One of the COVID cases that was reported on Thursday had begun experiencing COVID symptoms more than one week before his diagnosis. He had also visited a doctor several times, but was not sent to a hospital for testing. Central Epidemic Command Center chief Chen Shih-chung said the clinic had been careless for failing to send the patient to be tested, as he worked at a quarantine hotel. But the Taiwan Primary Care Association says the clinic had no way of knowing that the patient was a high risk person, as there was no indication of where he worked in his health records.

This clinic in New Taipei’s Sanchong District has pulled down the shutters. A sign on the side says it won’t reopen until May 11. That’s because Case #1,120 recently came to see the doctor here. The patient worked in housekeeping at a hotel in Taoyuan where many China Airlines pilots quarantine after returning to Taiwan. The man had no history of foreign travel. His main duties at the hotel were cleaning rooms and buying things for guests. He developed a cough and a runny nose on April 17 and saw a doctor three times in one week. On April 27, he was tested for COVID and diagnosed with the disease. Health minister Chen had previously said the local clinic had failed to notice the case due to inattentiveness. The Taiwan Primary Care Association thinks otherwise.

Lin Yung-zen
Taiwan Primary Care Association
The workers at quarantine hotels are a very high-risk group. Every day they are with people who may be infected. How come that isn’t noted in the health records system? If your records have the note, and I see you have a health problem, I would absolutely send you straight to get tested at a hospital. It’s normal for patients with breathing issues to visit the doctor three times.
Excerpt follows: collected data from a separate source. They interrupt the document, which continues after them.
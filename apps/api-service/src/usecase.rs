//! # ユースケース層
//!
//! 各リソースの業務処理（検証 → 永続化 → 通知のスケジュール）を実装する。
//!
//! ## 設計方針
//!
//! - **依存性注入**: リポジトリ・スケジューラー・時計を `Arc<dyn Trait>` で外部から注入
//! - **薄いハンドラ**: ハンドラは入出力の変換のみ行い、ロジックはユースケースに集約
//! - **通知は永続化の後**: 通知ジョブは保存が成功してから積む。スケジュールの失敗は
//!   ログに残すだけでリクエストは成功させる
//!
//! ## モジュール構成
//!
//! - `booking`: 予約リクエスト
//! - `contact`: お問い合わせ
//! - `newsletter`: ニュースレター購読
//! - `service`: 施術メニュー（参照のみ）
//! - `testimonial`: お客様の声
//! - `gallery`: ギャラリー画像

pub mod booking;
pub mod contact;
pub mod gallery;
pub mod newsletter;
pub mod service;
pub mod testimonial;

pub use booking::{BookingUseCaseImpl, BookingWithService, CreateBookingInput, UpdateBookingInput};
pub use contact::{ContactUseCaseImpl, CreateContactInput};
pub use gallery::{GalleryUseCaseImpl, RegisterGalleryImageInput};
pub use newsletter::{NewsletterUseCaseImpl, SubscribeInput, SubscriptionOutcome};
use nailbook_domain::{
    DomainError,
    FieldViolation,
    notification::{NotificationError, NotificationJob},
};
use nailbook_shared::event_log::error as error_field;
pub use service::ServiceUseCaseImpl;
pub use testimonial::{CreateTestimonialInput, TestimonialUseCaseImpl};

use crate::notification::NotificationScheduler;

/// 複数フィールドの検証結果をまとめる
///
/// 値オブジェクトの生成結果を順に `check` に通し、最後に `into_error` で
/// すべての違反を 1 つの [`DomainError::Validation`] にまとめて返す。
#[derive(Debug, Default)]
pub(crate) struct FieldErrors(Vec<FieldViolation>);

impl FieldErrors {
    /// 成功なら値を返し、失敗なら違反を `field` に紐付けて記録する
    pub(crate) fn check<T>(&mut self, field: &str, result: Result<T, DomainError>) -> Option<T> {
        match result {
            Ok(value) => Some(value),
            Err(error) => {
                self.push(error.at(field), field);
                None
            }
        }
    }

    /// 値オブジェクトを介さない検証の違反を記録する
    pub(crate) fn reject(&mut self, field: &str, message: &str) {
        self.0.push(FieldViolation {
            field:   field.to_string(),
            message: message.to_string(),
        });
    }

    fn push(&mut self, error: DomainError, field: &str) {
        match error {
            DomainError::Validation(violations) => self.0.extend(violations),
            other => self.0.push(FieldViolation {
                field:   field.to_string(),
                message: other.to_string(),
            }),
        }
    }

    pub(crate) fn is_empty(&self) -> bool {
        self.0.is_empty()
    }

    pub(crate) fn into_error(self) -> DomainError {
        DomainError::Validation(self.0)
    }
}

/// 通知ジョブをスケジュールする
///
/// 失敗（未登録テンプレート）はログに残し、呼び出し元には伝えない。
pub(crate) fn schedule_notification(scheduler: &dyn NotificationScheduler, job: NotificationJob) {
    let entity = job.entity;
    let template: &str = job.template.into();

    if let Err(e) = scheduler.schedule(job) {
        let kind = match e {
            NotificationError::TemplateNotFound(_) | NotificationError::TemplateFailed(_) => {
                error_field::kind::TEMPLATE
            }
            _ => error_field::kind::INTERNAL,
        };
        tracing::error!(
            error.category = error_field::category::BACKGROUND,
            error.kind = kind,
            event.entity_id = %entity,
            notification.template = template,
            "通知ジョブをスケジュールできませんでした: {e}"
        );
    }
}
The doctor says clinics can’t treat each of their many patients as COVID patients. He says the problem in this case was that workers at quarantine hotels, who are at high risk of infection, are not listed as such in their NHI card data. This makes it hard for local clinics to see who truly is at risk. In addition, the doctor who attended to patient #1,120 says he simply thought it was a cold, as the patient did not reveal his occupation or his contact history.

Huang Li-min
NTU Children’s Hospital director
We need rapid testing tools. It can’t be that every time a patient comes, doctors have to put on PPE, spend 20 minutes collecting a sample, sending it to the CDC and then waiting two days for a result. This is very hard for front-line clinics to do.

Hou Yu-ih
New Taipei mayor
If quarantine hotel employees don’t feel well and don’t report it, they unintentionally become a blind spot and vulnerability for epidemic prevention. We need to put our hearts into investigating the matter.

Six pilots who had stayed at the hotel where Case #1,120 worked have also been diagnosed with COVID. Contact tracing is still ongoing to prevent the virus from spreading in the community.